Blackgoo wird Wirklichkeit …


Viele Science-Fiction Autoren haben sich bereits am Thema Blackgoo abgearbeitet. Gemeint ist eine außerirdische Substanz bestehend aus Nanorobotern die sich unkontrolliert verbreitet und alles auffrisst was sich ihr in den Weg stellt. Aber nicht nur die Science-Fiction fühlt sich berufen dazu Aussagen zu treffen, auch die seriöse Forschung hat an dem Thema gefallen gefunden. Wer sich über den aktuellen Stand informieren will der sollte bei Google Scholar die Stichworte „PDDL Nanorobotics“ eingeben. Er wird eine Reihe von Papern aus dem Jahr 2015 und 2016 finden die sich mit MEMS Robotern beschäftigen (Kleinstroboter die in den menschlichen Körper eindringen) welche über eine Planungssystem namens PDDL gesteuert werden. (Anmerkung: Google Scholar liefert leider nicht die passenden Paper, in diesem Fall ist ausnahmsweise die normale Google Suche zu benutzen. Auch dort ist die Trefferzahl überschaubar. Vermutlich gibt es auf diesem Gebiet noch weitere Forschung, allerdings hat Google bei der vollständigen Indizierung von Bücher noch Probleme.). Es handelt sich dabei um jene Technologie die schon bei Shakey the Robot eingesetzt wurde, und in jüngster Zeit zur Programmierung von KI-Bots in Computerspielen genutzt wird. Offenbar ist es möglich, preiswerte Kleinstroboter und PDDL gemeinsam zu erforschen was dazu führt, dass nicht so ganz klar ist, wo die Wissenschaft endet und wo die Science Fiction anfängt.

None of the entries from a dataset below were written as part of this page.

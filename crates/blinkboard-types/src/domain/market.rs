use std::collections::HashMap;
use std::str::FromStr;

use serde::{Deserialize, Serialize};

use crate::error::Error;

/// Spot prices keyed by token address.
pub type MarketPrices = HashMap<String, f64>;

/// One point of a market chart series.
#[derive(Debug, Clone, PartialEq, Serialize, Deserialize)]
pub struct PricePoint {
    /// Display label (e.g. "Aug 29").
    pub date: String,
    pub price: f64,
}

/// Chart timeframe selector
#[derive(Debug, Clone, Copy, PartialEq, Eq, Serialize, Deserialize)]
#[serde(rename_all = "snake_case")]
pub enum Timeframe {
    Day,
    Week,
    Month,
}

impl Default for Timeframe {
    fn default() -> Self {
        Self::Day
    }
}

impl FromStr for Timeframe {
    type Err = Error;

    fn from_str(s: &str) -> Result<Self, Self::Err> {
        match s.to_ascii_lowercase().as_str() {
            "1d" | "day" => Ok(Self::Day),
            "1w" | "week" => Ok(Self::Week),
            "1m" | "month" => Ok(Self::Month),
            other => Err(Error::Parse(format!("unknown timeframe '{}'", other))),
        }
    }
}

impl Timeframe {
    /// Number of chart points for this timeframe (hourly for a day, daily
    /// otherwise).
    pub fn points(self) -> usize {
        match self {
            Self::Day => 24,
            Self::Week => 7,
            Self::Month => 30,
        }
    }
}

/// Market snapshot for a single token.
#[derive(Debug, Clone, PartialEq, Serialize, Deserialize)]
pub struct TokenInfo {
    pub name: String,
    pub symbol: String,
    pub current_price: f64,
    pub market_cap: f64,
    pub total_volume: f64,
    pub high_24h: f64,
    pub low_24h: f64,
    pub price_change_percentage_24h: f64,
}

#[cfg(test)]
mod tests {
    use super::*;

    #[test]
    fn test_timeframe_parses_short_and_long_forms() {
        assert_eq!("1d".parse::<Timeframe>().unwrap(), Timeframe::Day);
        assert_eq!("week".parse::<Timeframe>().unwrap(), Timeframe::Week);
        assert!("1y".parse::<Timeframe>().is_err());
    }

    #[test]
    fn test_timeframe_point_counts() {
        assert_eq!(Timeframe::Day.points(), 24);
        assert_eq!(Timeframe::Week.points(), 7);
        assert_eq!(Timeframe::Month.points(), 30);
    }
}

Der Grund warum MEMS Robotik die Forschung elektrisiert, hat etwas damit zu tun, dass sich diese Roboter sehr preiswert fertigen lassen. Der Produktionsprozess hat ähnlichkeit mit der Microchip Fertigung wo man ebenfalls die Kosten für einen einzelnen Transistor fast auf Null reduziert hat. Ferner benötigen MEMS Roboter auch keine großen Stromquellen sondern können im Extremfall über induktion aus der Ferne aufgeladen werden. Das reduziert die Baugröße nochmals. Wenn man die Berechnungen für den PDDL Planner noch auf einen externen Computer auslagert und bei der Programmierung neben einem symbolischen auch einen geometrischen Planner einbezieht hat man im Grunde genau das gebaut, was als Blackgoo bekannt ist. Eine Technologie die nicht viel teurer ist als blaue Schultinte und die vielfältig einsetzbar ist.

Zugegeben, ganz so weit ist die Forschung noch nicht. Die Paper sprechen von größeren Problemen und ungelösten Fragestellungen. Beispielsweise ist unklar wie genau eine PDDL Datei aussehen muss, oder wie genau ein effizienter Solver funktioniert. Aber, es ist sehr wahrscheinlich dass dies Detailprobleme sind und die Technologie insgesamt sich wird durchsetzen.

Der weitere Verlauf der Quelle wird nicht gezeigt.